Plus, here again the biocomposites have some advantages over conventional snowboard and ski materials, Murray explains: "The core has layers of flax composite and so it's vertically laminated [recycled PET] foam and then a layer of flax and then foam and then layer of flax, all vertically, through the board. So when the skins cure, they make box sections down the length of board so you get more compressive strength than you would from a normal foam core. It should be hopefully the best of both worlds between wood and foam."

But not all of the attributes of the biocomposite components are better than those used in conventional snowboards and skis. Some things "look better on paper," admits Murray. The natural materials tend to absorb water, he says. That's obviously a problem. Murray says he's been resealing the binding inserts and sidewalls as much as possible to ensure that the board will stay dry.

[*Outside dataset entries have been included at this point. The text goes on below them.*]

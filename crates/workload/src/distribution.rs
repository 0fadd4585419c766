// Copyright The CoSim Authors
// SPDX-License-Identifier: Apache-2.0

//! Submit-time distribution transforms.
//!
//! A transform mutates only `submit_time`; job order, demands, and runtimes
//! are untouched. The compute engine later shifts the whole workload so the
//! earliest submit lands at zero.

use rand::RngExt;
use rand::rngs::StdRng;

use cosim_model::Job;

/// A submit-time transform over a generated job set.
pub trait DistributionTransform {
    /// Human-readable distribution name.
    fn name(&self) -> &'static str;

    /// Rewrites the submit times of `jobs` in place.
    fn apply(&self, jobs: &mut [Job], rng: &mut StdRng);
}

/// Fixed inter-arrival step starting from the first job's submit time.
pub struct ConstantDistribution {
    /// Seconds between consecutive submits.
    pub time_step: f64,
}

impl DistributionTransform for ConstantDistribution {
    fn name(&self) -> &'static str {
        "constant"
    }

    fn apply(&self, jobs: &mut [Job], _rng: &mut StdRng) {
        let Some(first) = jobs.first() else { return };
        let mut submit = first.submit_time;
        for job in jobs {
            job.submit_time = submit;
            submit += self.time_step;
        }
    }
}

/// Uniform random inter-arrival in `[0, time_step)`.
pub struct UniformDistribution {
    /// Upper bound of each inter-arrival draw.
    pub time_step: f64,
}

impl DistributionTransform for UniformDistribution {
    fn name(&self) -> &'static str {
        "uniform"
    }

    fn apply(&self, jobs: &mut [Job], rng: &mut StdRng) {
        let mut submit = rng.random::<f64>() * self.time_step;
        for job in jobs {
            job.submit_time = submit;
            submit += rng.random::<f64>() * self.time_step;
        }
    }
}

/// Exponential (Poisson-process) inter-arrival with mean `time_step`.
pub struct PoissonDistribution {
    /// Mean seconds between consecutive submits.
    pub time_step: f64,
}

impl PoissonDistribution {
    fn draw(&self, rng: &mut StdRng) -> f64 {
        // Inverse-CDF sampling; 1 - u keeps the argument strictly positive.
        -(1.0 - rng.random::<f64>()).ln() * self.time_step
    }
}

impl DistributionTransform for PoissonDistribution {
    fn name(&self) -> &'static str {
        "poisson"
    }

    fn apply(&self, jobs: &mut [Job], rng: &mut StdRng) {
        let mut submit = self.draw(rng);
        for job in jobs {
            job.submit_time = submit;
            submit += self.draw(rng);
        }
    }
}

#[cfg(test)]
mod tests {
    use super::*;
    use rand::SeedableRng;

    fn jobs(n: usize) -> Vec<Job> {
        (0..n)
            .map(|i| Job::new(i as u64, format!("j{i}"), 4, 10.0, 0.0, 10.0))
            .collect()
    }

    #[test]
    fn constant_spaces_submits_evenly() {
        let mut set = jobs(4);
        ConstantDistribution { time_step: 30.0 }.apply(&mut set, &mut StdRng::seed_from_u64(0));
        let submits: Vec<f64> = set.iter().map(|j| j.submit_time).collect();
        assert_eq!(submits, vec![0.0, 30.0, 60.0, 90.0]);
    }

    #[test]
    fn random_distributions_are_monotone_and_seeded() {
        for transform in [
            Box::new(UniformDistribution { time_step: 10.0 }) as Box<dyn DistributionTransform>,
            Box::new(PoissonDistribution { time_step: 10.0 }),
        ] {
            let mut a = jobs(8);
            let mut b = jobs(8);
            transform.apply(&mut a, &mut StdRng::seed_from_u64(5));
            transform.apply(&mut b, &mut StdRng::seed_from_u64(5));
            for (x, y) in a.iter().zip(b.iter()) {
                assert_eq!(x.submit_time, y.submit_time, "{} not seeded", transform.name());
            }
            for pair in a.windows(2) {
                assert!(pair[0].submit_time <= pair[1].submit_time);
            }
        }
    }

    #[test]
    fn transforms_touch_only_submit_time() {
        let mut set = jobs(3);
        PoissonDistribution { time_step: 5.0 }.apply(&mut set, &mut StdRng::seed_from_u64(1));
        assert!(set.iter().all(|j| j.remaining_time == 10.0));
        assert!(set.iter().all(|j| j.wall_time == 10.0));
    }
}
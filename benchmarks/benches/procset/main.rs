// SPDX-License-Identifier: Apache-2.0

//! Benchmarks for the interval-set operations on the allocation hot path.

#![allow(missing_docs)]

use criterion::{BatchSize, Criterion, criterion_group, criterion_main};

use cosim_procset::ProcSet;

/// A fragmented set: every other run of `width` cores over `spans` runs.
fn fragmented(spans: u32, width: u32) -> ProcSet {
    let mut set = ProcSet::new();
    for i in 0..spans {
        let lo = i * width * 2;
        set = set.union(&ProcSet::from(lo..=lo + width - 1));
    }
    set
}

fn bench_union(c: &mut Criterion) {
    let mut group = c.benchmark_group("procset_union");
    for spans in [16u32, 256, 4096] {
        let a = fragmented(spans, 4);
        let b = fragmented(spans, 2);
        let _ = group.bench_function(format!("spans_{spans}"), |bencher| {
            bencher.iter(|| a.union(&b));
        });
    }
    group.finish();
}

fn bench_difference_take(c: &mut Criterion) {
    let mut group = c.benchmark_group("procset_alloc_cycle");
    let free = fragmented(1024, 8);
    let _ = group.bench_function("take_then_difference", |bencher| {
        bencher.iter_batched(
            || free.clone(),
            |set| {
                let taken = set.take(64);
                set.difference(&taken)
            },
            BatchSize::SmallInput,
        );
    });
    group.finish();
}

criterion_group!(benches, bench_union, bench_difference_take);
criterion_main!(benches);
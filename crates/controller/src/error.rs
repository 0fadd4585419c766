// Copyright The CoSim Authors
// SPDX-License-Identifier: Apache-2.0

//! Errors for the controller.

/// Errors raised while driving a simulation suite.
#[derive(thiserror::Error, Debug)]
pub enum Error {
    /// A simulation failed with an engine error.
    #[error("simulation `{policy}` failed: {source}")]
    Simulation {
        /// The policy whose simulation failed.
        policy: String,
        /// The underlying engine error.
        source: cosim_engine::Error,
    },

    /// The cluster could not be constructed from the configured shape.
    #[error(transparent)]
    Model(#[from] cosim_model::Error),

    /// A worker thread could not be spawned.
    #[error("failed to spawn worker thread for `{policy}`: {details}")]
    ThreadSpawn {
        /// The policy the worker was meant to simulate.
        policy: String,
        /// The underlying I/O failure.
        details: String,
    },

    /// A worker thread panicked.
    #[error("worker thread for `{policy}` panicked: {panic_message}")]
    WorkerPanic {
        /// The policy the worker was simulating.
        policy: String,
        /// The rendered panic payload.
        panic_message: String,
    },

    /// The baseline policy is not part of the suite.
    #[error("baseline `{baseline}` is not among the suite's policies")]
    UnknownBaseline {
        /// The baseline name that was requested.
        baseline: String,
    },
}
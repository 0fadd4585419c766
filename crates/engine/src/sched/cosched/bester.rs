// Copyright The CoSim Authors
// SPDX-License-Identifier: Apache-2.0

//! Ranks variant that scores pairings by fit and mutual benefit.

use cosim_model::{Host, Job};

use crate::error::Error;
use crate::sched::cosched::{RankTable, backfill_coscheduled, deploy_coscheduled};
use crate::sched::{HostScore, PolicyOptions, Scheduler};
use crate::state::SimState;

/// Ranks co-scheduler whose host score is the tuple `(points, avg pair
/// speedup)`: a point for pairings that keep fragmentation down, a point
/// for similar-duration pairings with a beneficial average speedup. Idle
/// hosts outrank everything.
pub struct BesterRanks {
    options: PolicyOptions,
    ranks: RankTable,
}

impl BesterRanks {
    /// Builds the policy.
    #[must_use]
    pub fn new(options: PolicyOptions) -> Self {
        Self {
            options,
            ranks: RankTable::default(),
        }
    }
}

impl Scheduler for BesterRanks {
    fn name(&self) -> &'static str {
        "ranks.bester"
    }

    fn description(&self) -> &'static str {
        "Co-scheduler that pairs jobs of matching size and duration with mutual speedup"
    }

    fn setup(&mut self, state: &mut SimState) {
        self.ranks.update(state, self.options.ranks_threshold);
    }

    fn deploy(&mut self, state: &mut SimState) -> Result<bool, Error> {
        let depth = self.options.queue_depth;
        deploy_coscheduled(self, state, depth)
    }

    fn backfill_enabled(&self) -> bool {
        true
    }

    fn backfill(&mut self, state: &mut SimState) -> Result<bool, Error> {
        let depth = self.options.backfill_depth;
        backfill_coscheduled(self, state, depth)
    }

    fn host_alloc_condition(&self, state: &SimState, host: &Host, job: &Job) -> HostScore {
        if host.occupant_count() == 0 {
            return HostScore(f64::INFINITY, f64::INFINITY);
        }

        // Judge the pairing against the host's longest-resident occupant
        // (smallest id keeps the choice deterministic).
        let Some(co_sig) = host.occupant_sigs().min_by_key(|sig| sig.id) else {
            return HostScore::NEUTRAL;
        };
        let Some(co_job) = state
            .cluster
            .execution_list
            .iter()
            .find(|xjob| xjob.id == co_sig.id)
        else {
            return HostScore::NEUTRAL;
        };

        let mut points = 0.0;

        // Equal-size pairings reduce fragmentation while the cluster still
        // has headroom.
        if state.cluster.idle_cores() as f64 > 0.25 * state.cluster.used_cores() as f64
            && f64::from(job.half_socket_nodes) >= f64::from(co_job.half_socket_nodes) / 2.0
        {
            points += 1.0;
        }

        let heatmap = &state.database.heatmap;
        let (Some(sp), Some(co_sp)) = (
            heatmap.speedup(&job.name, &co_job.name),
            heatmap.speedup(&co_job.name, &job.name),
        ) else {
            return HostScore(points, job.avg_speedup);
        };
        let avg_speedup = (sp + co_sp) / 2.0;

        // Similar estimated co-run duration with a beneficial pairing.
        let estimated_rem = co_job.start_time.unwrap_or(0.0) + co_job.wall_time
            - state.cluster.makespan();
        if estimated_rem > 0.0
            && (job.wall_time - estimated_rem).abs() / estimated_rem < 0.2
            && avg_speedup >= 1.0
        {
            points += 1.0;
        }

        HostScore(points, avg_speedup)
    }
}
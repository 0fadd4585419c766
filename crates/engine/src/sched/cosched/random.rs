// Copyright The CoSim Authors
// SPDX-License-Identifier: Apache-2.0

//! The plainest ranks variant: queue order untouched, idle hosts first.

use cosim_model::{Host, HostState, Job};

use crate::error::Error;
use crate::sched::cosched::{RankTable, deploy_coscheduled};
use crate::sched::{HostScore, PolicyOptions, Scheduler};
use crate::state::SimState;

/// Ranks co-scheduler with a constant queue order and a host-state
/// indicator that prefers idle hosts. No backfilling.
pub struct RandomRanks {
    options: PolicyOptions,
    ranks: RankTable,
}

impl RandomRanks {
    /// Builds the policy.
    #[must_use]
    pub fn new(options: PolicyOptions) -> Self {
        Self {
            options,
            ranks: RankTable::default(),
        }
    }
}

impl Scheduler for RandomRanks {
    fn name(&self) -> &'static str {
        "ranks.random"
    }

    fn description(&self) -> &'static str {
        "Random co-scheduling using the ranks architecture as a fallback to classic scheduling"
    }

    fn setup(&mut self, state: &mut SimState) {
        self.ranks.update(state, self.options.ranks_threshold);
    }

    fn deploy(&mut self, state: &mut SimState) -> Result<bool, Error> {
        let depth = self.options.queue_depth;
        deploy_coscheduled(self, state, depth)
    }

    fn host_alloc_condition(&self, _state: &SimState, host: &Host, _job: &Job) -> HostScore {
        let idle = if host.state() == HostState::Idle { 1.0 } else { 0.0 };
        HostScore(idle, 0.0)
    }
}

Still, while Swait agrees that there are issues to work out, including concerns over durability and some inconsistent quality in the new materials they're using, he says the potential for using biocomposite materials in snowboards or skis is quite good.

Alistair Murray doing lay-up on the board.

A few mainstream board makers are already integrating some bio-based materials into their products. Lib Tech is using a bioplastic topsheet, for example. But startups might see biomaterials as a place to shine. U.K.-based material company Composites Evolution has developed a flax fabric that Canadian startup Magine Snowboards used in its Bio-Comp board. Another company in the U.K., Whitedot Freeride uses flax in its CarbonLite skis. A startup in Chamonix called Idris is also offering flax and bioresin for its handmade skis.

The surf industry is becoming keen on bio-based and recycled materials as well, and the non-profit Sustainable Surf is pushing along that effort in the U.S.

As for the AMRC board, nicknamed SUSC (Snowboard Using Sustainable Composites—hey, they're engineers, not lit. majors), Murray, who has been very busy riding on his own boards in Whistler, is still tweaking it, getting it ready for its maiden snow voyage. He says it should be ready for the outside world by the end of the month.

For AMRC, developing a biocomposite snowboard was also a move meant to attract young talent to the lab. Murray adds: "A lot of what we do is to try to make the younger generation interested in engineering. Kids might be more interested in snowboards than a turbine blade or something."